* _Records supplied_
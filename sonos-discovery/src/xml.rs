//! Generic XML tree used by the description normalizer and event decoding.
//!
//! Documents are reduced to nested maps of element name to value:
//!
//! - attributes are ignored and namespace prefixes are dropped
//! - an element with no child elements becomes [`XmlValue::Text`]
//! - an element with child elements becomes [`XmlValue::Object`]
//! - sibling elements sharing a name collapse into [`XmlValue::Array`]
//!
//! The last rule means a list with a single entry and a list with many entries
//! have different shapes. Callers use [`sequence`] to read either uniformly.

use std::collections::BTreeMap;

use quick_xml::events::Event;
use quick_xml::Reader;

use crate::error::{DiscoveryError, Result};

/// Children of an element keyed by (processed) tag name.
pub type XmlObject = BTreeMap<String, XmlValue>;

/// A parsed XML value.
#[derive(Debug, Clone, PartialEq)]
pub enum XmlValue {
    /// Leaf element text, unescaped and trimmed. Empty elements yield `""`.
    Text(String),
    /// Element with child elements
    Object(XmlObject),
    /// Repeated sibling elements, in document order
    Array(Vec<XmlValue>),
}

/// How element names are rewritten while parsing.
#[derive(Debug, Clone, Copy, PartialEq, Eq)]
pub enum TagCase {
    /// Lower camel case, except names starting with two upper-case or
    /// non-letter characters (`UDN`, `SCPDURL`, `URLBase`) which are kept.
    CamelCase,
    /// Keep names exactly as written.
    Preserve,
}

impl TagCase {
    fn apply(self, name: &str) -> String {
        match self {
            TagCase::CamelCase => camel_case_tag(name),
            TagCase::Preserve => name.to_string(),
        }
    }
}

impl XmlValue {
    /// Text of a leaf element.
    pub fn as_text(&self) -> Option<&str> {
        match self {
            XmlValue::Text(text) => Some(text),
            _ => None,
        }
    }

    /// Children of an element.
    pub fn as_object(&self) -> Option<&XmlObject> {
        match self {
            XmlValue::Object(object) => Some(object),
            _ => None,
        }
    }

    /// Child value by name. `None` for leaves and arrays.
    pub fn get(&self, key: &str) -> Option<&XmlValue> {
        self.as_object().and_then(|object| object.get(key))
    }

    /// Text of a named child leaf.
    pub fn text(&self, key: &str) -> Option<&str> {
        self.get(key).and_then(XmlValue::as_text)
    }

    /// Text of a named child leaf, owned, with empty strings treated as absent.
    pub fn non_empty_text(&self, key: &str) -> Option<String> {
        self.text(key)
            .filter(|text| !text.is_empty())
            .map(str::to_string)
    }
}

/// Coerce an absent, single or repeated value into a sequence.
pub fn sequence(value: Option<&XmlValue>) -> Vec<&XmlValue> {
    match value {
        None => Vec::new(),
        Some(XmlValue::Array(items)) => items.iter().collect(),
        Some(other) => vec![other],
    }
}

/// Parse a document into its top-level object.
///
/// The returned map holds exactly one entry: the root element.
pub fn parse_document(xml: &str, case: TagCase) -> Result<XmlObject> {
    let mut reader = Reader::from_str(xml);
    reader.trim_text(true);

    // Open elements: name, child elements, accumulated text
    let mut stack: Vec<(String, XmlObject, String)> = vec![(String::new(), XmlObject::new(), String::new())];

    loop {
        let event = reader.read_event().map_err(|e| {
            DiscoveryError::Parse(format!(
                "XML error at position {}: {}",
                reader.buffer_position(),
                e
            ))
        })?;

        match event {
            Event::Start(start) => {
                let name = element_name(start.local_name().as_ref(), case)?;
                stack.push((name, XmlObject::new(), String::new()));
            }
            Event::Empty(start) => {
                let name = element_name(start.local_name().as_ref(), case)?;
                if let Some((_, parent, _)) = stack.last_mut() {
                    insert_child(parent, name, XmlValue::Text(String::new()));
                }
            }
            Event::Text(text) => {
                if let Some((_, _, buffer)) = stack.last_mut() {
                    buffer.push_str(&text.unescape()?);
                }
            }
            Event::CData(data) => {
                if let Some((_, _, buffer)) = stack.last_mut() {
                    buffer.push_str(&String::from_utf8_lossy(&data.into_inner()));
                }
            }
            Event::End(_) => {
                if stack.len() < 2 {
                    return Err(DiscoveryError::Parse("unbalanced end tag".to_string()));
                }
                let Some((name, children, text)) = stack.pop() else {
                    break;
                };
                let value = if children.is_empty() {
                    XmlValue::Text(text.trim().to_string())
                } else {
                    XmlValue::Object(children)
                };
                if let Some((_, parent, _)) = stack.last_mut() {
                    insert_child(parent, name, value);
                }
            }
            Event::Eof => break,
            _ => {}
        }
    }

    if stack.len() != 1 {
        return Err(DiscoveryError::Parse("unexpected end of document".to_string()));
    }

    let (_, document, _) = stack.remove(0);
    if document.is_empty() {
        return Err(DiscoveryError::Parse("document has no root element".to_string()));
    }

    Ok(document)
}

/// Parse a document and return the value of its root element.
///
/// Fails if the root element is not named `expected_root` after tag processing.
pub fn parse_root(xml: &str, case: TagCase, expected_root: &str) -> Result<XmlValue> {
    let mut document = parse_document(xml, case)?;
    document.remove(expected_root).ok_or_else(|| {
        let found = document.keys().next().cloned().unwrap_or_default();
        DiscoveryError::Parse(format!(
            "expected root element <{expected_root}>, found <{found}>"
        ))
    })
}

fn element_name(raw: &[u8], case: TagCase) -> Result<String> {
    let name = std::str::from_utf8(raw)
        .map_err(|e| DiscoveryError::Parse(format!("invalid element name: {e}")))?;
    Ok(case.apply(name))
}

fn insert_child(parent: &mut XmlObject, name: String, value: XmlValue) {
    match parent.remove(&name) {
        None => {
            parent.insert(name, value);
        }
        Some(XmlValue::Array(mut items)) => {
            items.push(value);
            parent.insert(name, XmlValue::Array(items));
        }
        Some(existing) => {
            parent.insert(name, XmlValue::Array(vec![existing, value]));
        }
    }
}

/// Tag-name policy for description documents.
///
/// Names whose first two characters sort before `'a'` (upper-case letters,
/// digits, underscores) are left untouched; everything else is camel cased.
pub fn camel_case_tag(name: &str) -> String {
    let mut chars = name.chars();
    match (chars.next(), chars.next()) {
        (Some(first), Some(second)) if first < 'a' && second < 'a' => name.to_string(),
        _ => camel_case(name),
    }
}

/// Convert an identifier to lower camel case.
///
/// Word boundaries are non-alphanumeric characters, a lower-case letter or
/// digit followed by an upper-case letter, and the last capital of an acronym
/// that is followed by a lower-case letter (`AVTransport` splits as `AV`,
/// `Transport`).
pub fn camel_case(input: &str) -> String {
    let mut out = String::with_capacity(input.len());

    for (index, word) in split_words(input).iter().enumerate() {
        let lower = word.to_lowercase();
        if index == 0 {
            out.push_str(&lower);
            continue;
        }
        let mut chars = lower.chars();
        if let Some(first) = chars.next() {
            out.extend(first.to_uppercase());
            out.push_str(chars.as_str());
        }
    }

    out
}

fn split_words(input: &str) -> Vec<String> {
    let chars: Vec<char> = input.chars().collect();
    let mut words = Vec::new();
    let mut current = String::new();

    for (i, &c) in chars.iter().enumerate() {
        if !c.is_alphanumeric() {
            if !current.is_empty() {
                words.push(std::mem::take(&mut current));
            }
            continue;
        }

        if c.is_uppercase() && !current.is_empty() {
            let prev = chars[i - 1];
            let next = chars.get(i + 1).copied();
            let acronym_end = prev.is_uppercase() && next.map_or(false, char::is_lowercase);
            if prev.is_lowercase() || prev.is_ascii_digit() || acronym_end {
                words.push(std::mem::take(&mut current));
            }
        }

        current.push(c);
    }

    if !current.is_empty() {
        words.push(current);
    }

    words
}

* * *

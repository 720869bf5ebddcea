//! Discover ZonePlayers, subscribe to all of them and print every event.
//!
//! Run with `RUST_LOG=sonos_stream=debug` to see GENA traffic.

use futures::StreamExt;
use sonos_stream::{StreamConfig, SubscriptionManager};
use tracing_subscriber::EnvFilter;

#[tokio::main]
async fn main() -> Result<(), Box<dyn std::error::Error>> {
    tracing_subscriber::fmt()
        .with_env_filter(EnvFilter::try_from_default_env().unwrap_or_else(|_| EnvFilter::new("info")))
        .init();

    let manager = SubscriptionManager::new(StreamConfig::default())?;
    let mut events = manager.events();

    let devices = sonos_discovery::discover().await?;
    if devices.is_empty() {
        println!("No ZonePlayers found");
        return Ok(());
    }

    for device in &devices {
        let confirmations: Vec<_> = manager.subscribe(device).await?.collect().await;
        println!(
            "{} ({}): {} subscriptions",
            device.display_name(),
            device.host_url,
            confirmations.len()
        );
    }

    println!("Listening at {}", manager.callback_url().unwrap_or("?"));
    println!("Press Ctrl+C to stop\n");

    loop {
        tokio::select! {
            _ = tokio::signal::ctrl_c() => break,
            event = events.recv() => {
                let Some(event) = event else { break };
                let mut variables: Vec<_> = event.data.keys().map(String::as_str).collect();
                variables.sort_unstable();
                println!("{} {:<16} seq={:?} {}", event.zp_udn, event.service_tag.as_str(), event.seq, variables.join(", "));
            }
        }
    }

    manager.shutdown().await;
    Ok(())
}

* _Task requirements_
Among the records, find each line where the word "single" occurs, and copy it.

* _Written answer_
//! The last rule means a list with a single entry and a list with many entries
/// Coerce an absent, single or repeated value into a sequence.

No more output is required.